# Sirius the Boxer



## Sirius (Jun 20, 2010)

He is a real lady killer.


----------



## PaphMadMan (Jun 20, 2010)

He's adorable.


----------



## cnycharles (Jun 20, 2010)

was he asleep beneath the sunglasses


----------



## Sirius (Jun 21, 2010)

cnycharles said:


> was he asleep beneath the sunglasses



Maybe, you never can tell with him.


----------



## goldenrose (Jun 21, 2010)

spoiled already, he'll expect breakfast in bed in no time!


----------



## biothanasis (Jun 22, 2010)

Very funny dog!!! He is great!!!


----------



## Heather (Jun 22, 2010)

Are those first two photos from a while ago, John? He looks like he still has room to grow into his feet.


----------



## Sirius (Jun 22, 2010)

Nope, all these photos are recent. We just got the leather couch he is sleeping on a couple of months back. He does have huge feet. It's most apparent when he clumsily steps all over my feet when he walks by. I swear I think it's a genetic abnormality in the Boxer breed. I have heard other Boxer owners complain about the same behavior. Just part of his charm I guess.

If you can live with the eye watering, room clearing farts and getting your foot stepped on, Boxers are amazing creatures.


----------



## goldenrose (Jun 23, 2010)

PHRAG said:


> If you can live with the eye watering, room clearing farts and getting your foot stepped on, Boxers are amazing creatures.

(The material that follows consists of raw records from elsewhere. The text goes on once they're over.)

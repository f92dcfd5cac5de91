use serde::{Serialize, Serializer};

/// What a chunk carries. The numeric codes are part of the delivery wire
/// format (`{"t": <code>, "c": <string>}`).
#[derive(Debug, Clone, Copy, PartialEq, Eq, Hash)]
pub enum ChunkKind {
    UnknownTool,
    Content,
    Reasoning,
    Error,
    FinishReason,
}

impl ChunkKind {
    pub fn code(&self) -> u8 {
        match self {
            ChunkKind::UnknownTool => 0,
            ChunkKind::Content => 1,
            ChunkKind::Reasoning => 2,
            ChunkKind::Error => 3,
            ChunkKind::FinishReason => 4,
        }
    }
}

impl Serialize for ChunkKind {
    fn serialize<S: Serializer>(&self, serializer: S) -> Result<S::Ok, S::Error> {
        serializer.serialize_u8(self.code())
    }
}

/// One broadcastable unit of a stream.
#[derive(Debug, Clone, PartialEq, Eq, Serialize)]
pub struct Chunk {
    #[serde(rename = "t")]
    pub kind: ChunkKind,
    #[serde(rename = "c")]
    pub content: String,
}

impl Chunk {
    pub fn new(kind: ChunkKind, content: impl Into<String>) -> Self {
        Self { kind, content: content.into() }
    }

    pub fn content(text: impl Into<String>) -> Self {
        Self::new(ChunkKind::Content, text)
    }

    pub fn reasoning(text: impl Into<String>) -> Self {
        Self::new(ChunkKind::Reasoning, text)
    }
}
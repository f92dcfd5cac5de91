use std::sync::Arc;

use chrono::Utc;
use tracing::{debug, info};

use crate::db::ChatStore;
use crate::errors::AppError;
use crate::models::{
    new_id, EditMessageRequest, Message, MessageMeta, MessageParts, MessageRole, MessageStatus, ModelSelection,
    RegenerateMessageRequest, SendMessageRequest, SendMessageResponse, Thread,
};
use crate::service::title_task::TitleTask;
use crate::stream::{StreamHub, StreamRegistry};

const MAX_MESSAGE_LENGTH: usize = 50_000;

/// Where a viewer reads a reply from: the live hub, or storage once the
/// generation is over.
#[derive(Debug)]
pub enum StreamSource {
    Live(Arc<StreamHub>),
    Stored(Message),
}

#[derive(Clone)]
pub struct ChatService {
    store: Arc<dyn ChatStore>,
    registry: StreamRegistry,
    titles: TitleTask,
}

impl ChatService {
    pub fn new(store: Arc<dyn ChatStore>, registry: StreamRegistry, titles: TitleTask) -> Self {
        Self { store, registry, titles }
    }

    /// Persists a user message plus a pending assistant reply and starts
    /// generating the reply. Without a thread id a new thread is created and
    /// its title is generated in the background.
    pub async fn send_message(
        &self,
        owner_user_id: &str,
        request: SendMessageRequest,
    ) -> Result<SendMessageResponse, AppError> {
        // ── Validation ────────────────────────────────────────────────────────
        validate_content(&request.content)?;
        validate_model(&request.response_model)?;

        // ── Resolve or create thread ──────────────────────────────────────────
        let (thread, created) = match request.thread_id.as_deref().filter(|id| !id.is_empty()) {
            Some(thread_id) => (self.owned_thread(owner_user_id, thread_id).await?, false),
            None => {
                if request.parent_message_id.is_some() {
                    return Err(AppError::InvalidInput {
                        message: "a parent message requires a thread id".into(),
                    });
                }
                (Thread::new(owner_user_id.to_string()), true)
            }
        };

        let parent_message_id = match request.parent_message_id.as_deref().filter(|id| !id.is_empty()) {
            Some(parent_id) => {
                let parent = self.owned_message(owner_user_id, parent_id).await?;
                if parent.parent_thread_id != thread.id {
                    return Err(AppError::InvalidInput {
                        message: format!("message '{parent_id}' belongs to another thread"),
                    });
                }
                Some(parent.id)
            }
            None => None,
        };

        // ── Persist user message and pending reply ────────────────────────────
        if created {
            self.store.insert_thread(&thread).await?;
            info!("Created thread {} for user {owner_user_id}", thread.id);
        }

        let user_message = Message::new(
            thread.id.clone(),
            parent_message_id,
            owner_user_id.to_string(),
            MessageRole::User,
            MessageStatus::Completed,
            MessageParts::text(request.content.clone()),
        );
        let response_message =
            self.open_reply(owner_user_id, &user_message, request.response_model).await?;

        if created {
            self.titles.spawn(owner_user_id, &thread.id, &request.content);
        }

        Ok(SendMessageResponse { thread_id: thread.id, user_message, response_message })
    }

    /// Branches a user message: stores an edited copy beside it and
    /// generates a fresh reply under the copy.
    pub async fn edit_message(
        &self,
        owner_user_id: &str,
        message_id: &str,
        request: EditMessageRequest,
    ) -> Result<SendMessageResponse, AppError> {
        validate_content(&request.content)?;
        validate_model(&request.response_model)?;

        let source = self.owned_message(owner_user_id, message_id).await?;
        if source.role != MessageRole::User {
            return Err(AppError::InvalidInput { message: "only user messages can be edited".into() });
        }

        let mut edited = sibling_of(&source);
        edited.parts = MessageParts::text(request.content);
        edited.status = MessageStatus::Completed;
        edited.meta.edited = true;
        edited.meta.original_message_id = Some(source.attachment_owner_id().to_string());

        let response_message = self.open_reply(owner_user_id, &edited, request.response_model).await?;
        debug!("Message {message_id} edited as {}", edited.id);

        Ok(SendMessageResponse {
            thread_id: edited.parent_thread_id.clone(),
            user_message: edited,
            response_message,
        })
    }

    /// Branches an assistant reply. With `content` the copy is a hand-written
    /// replacement and nothing is generated; otherwise the copy is generated
    /// again from the same context.
    pub async fn regenerate_message(
        &self,
        owner_user_id: &str,
        thread_id: &str,
        message_id: &str,
        request: RegenerateMessageRequest,
    ) -> Result<Message, AppError> {
        let source = self.owned_message(owner_user_id, message_id).await?;
        if source.role != MessageRole::Assistant {
            return Err(AppError::InvalidInput { message: "only assistant messages can be regenerated".into() });
        }
        if source.parent_thread_id != thread_id {
            return Err(AppError::InvalidInput {
                message: format!("message '{message_id}' does not belong to thread '{thread_id}'"),
            });
        }

        let mut copy = sibling_of(&source);

        if let Some(content) = request.content {
            validate_content(&content)?;
            copy.parts = MessageParts::text(content);
            copy.status = MessageStatus::Completed;
            copy.meta.edited = true;
            copy.meta.original_message_id = Some(source.attachment_owner_id().to_string());
            self.store.insert_messages(std::slice::from_ref(&copy)).await?;
            info!("Message {message_id} replaced by hand as {}", copy.id);
            return Ok(copy);
        }

        validate_model(&request.response_model)?;
        copy.parts = MessageParts::default();
        copy.status = MessageStatus::Pending;
        copy.model = request.response_model.provider_id.clone();
        copy.meta = MessageMeta { model_options: request.response_model.options.clone(), ..MessageMeta::default() };
        self.store.insert_messages(std::slice::from_ref(&copy)).await?;

        self.registry.start(&copy.id, owner_user_id, request.response_model).await?;
        copy.status = MessageStatus::Generating;
        info!("Regenerating message {message_id} as {}", copy.id);
        Ok(copy)
    }

    /// Cancels the live generation of `message_id` and waits for its final
    /// state to be stored.
    pub async fn stop(&self, owner_user_id: &str, message_id: &str) -> Result<(), AppError> {
        let hub = self
            .registry
            .lookup(message_id, owner_user_id)?
            .ok_or_else(|| AppError::message_not_found(message_id))?;
        hub.cancel();
        hub.finished().await;
        Ok(())
    }

    pub async fn stream_source(&self, owner_user_id: &str, message_id: &str) -> Result<StreamSource, AppError> {
        if let Some(hub) = self.registry.lookup(message_id, owner_user_id)? {
            return Ok(StreamSource::Live(hub));
        }
        let message = self.owned_message(owner_user_id, message_id).await?;
        Ok(StreamSource::Stored(message))
    }

    // ── Helpers ──────────────────────────────────────────────────────────────

    /// Stores `prompt` with a pending assistant reply under it and starts the
    /// reply's stream. Returns the reply.
    async fn open_reply(
        &self,
        owner_user_id: &str,
        prompt: &Message,
        model: ModelSelection,
    ) -> Result<Message, AppError> {
        let mut reply = Message::new(
            prompt.parent_thread_id.clone(),
            Some(prompt.id.clone()),
            owner_user_id.to_string(),
            MessageRole::Assistant,
            MessageStatus::Pending,
            MessageParts::default(),
        );
        reply.model = model.provider_id.clone();
        reply.meta.model_options = model.options.clone();

        self.store.insert_messages(&[prompt.clone(), reply.clone()]).await?;
        self.registry.start(&reply.id, owner_user_id, model).await?;

        reply.status = MessageStatus::Generating;
        Ok(reply)
    }

    async fn owned_thread(&self, owner_user_id: &str, thread_id: &str) -> Result<Thread, AppError> {
        let thread = self
            .store
            .find_thread(thread_id)
            .await?
            .ok_or_else(|| AppError::ThreadNotFound { id: thread_id.to_string() })?;
        if thread.owner_user_id != owner_user_id {
            return Err(AppError::forbidden("thread", thread_id));
        }
        Ok(thread)
    }

    async fn owned_message(&self, owner_user_id: &str, message_id: &str) -> Result<Message, AppError> {
        let message = self
            .store
            .find_message(message_id)
            .await?
            .ok_or_else(|| AppError::message_not_found(message_id))?;
        if message.owner_user_id != owner_user_id {
            return Err(AppError::forbidden("message", message_id));
        }
        Ok(message)
    }
}

/// Copy of `source` under a new id, attached to the same parent.
fn sibling_of(source: &Message) -> Message {
    let now = Utc::now();
    Message { id: new_id(), created_at: now, updated_at: now, ..source.clone() }
}

fn validate_content(content: &str) -> Result<(), AppError> {
    if content.trim().is_empty() {
        return Err(AppError::EmptyField { field_name: "content".to_string() });
    }
    let length = content.chars().count();
    if length > MAX_MESSAGE_LENGTH {
        return Err(AppError::FieldTooLong {
            field_name: "content".to_string(),
            max_length: MAX_MESSAGE_LENGTH,
            actual_length: length,
        });
    }
    Ok(())
}

fn validate_model(model: &ModelSelection) -> Result<(), AppError> {
    if model.provider_id.trim().is_empty() {
        return Err(AppError::EmptyField { field_name: "responseModel.providerId".to_string() });
    }
    Ok(())
}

might be able to offer some advise in 2 out of the 3!
Eye watering - 1)entropion? 2)ectropion? 3)both? or 4)neither?
1,2,3 seek out canine eye specialist in your area. There are corrective eye sugergies, a little nip & tuck. I had a Golden that had a touch of both & finally broke down & did the surgery, was so glad I did. Some regular vets might also do it, but could leave some scarring due to their lack of experience. #4 contact - allergies - (indoor & outdoor) & what they're eating. I feed my dogs a raw, natural diet & this same Golden, 10 minutes after eating certain greens, the faucet was turned on!
Farts - what are you feeding? Poor or average quality dog foods are much harder to digest resulting in gas. Do you soak dry food 15 min. before feeding, regardless of the dog's age? (Hint it's starting to break down before entering the dog's system, making it more digestible). Change dog food or add probiotics, kefir or yogurt. Had a Rottie, when his farts got bad, it was a sign he needed to see the doggie chiro! The Vegas nerve, which we also have, has a big deal to do with digestion, if pressure is being put on that nerve due to the dog being out of adjustment, that's the result - leave the room, open the windows, turn on the fan!


----------



## Sirius (Jun 23, 2010)

Sorry, I think my sentence wasn't clear. He doesn't have watery eyes. I meant his farts cause eye watering. :rollhappy:

We feed a premium kibble called "Call of the Wild." It's a really good product. We tried a couple of different brands of dog food before settling with this one, and with some of the other brands we found he didn't digest them well or they caused brown eye discharge. We switch the flavor every other bag so he doesn't get bored. His gas really only becomes an issue when we feed him table scraps (I know, we shouldn't). 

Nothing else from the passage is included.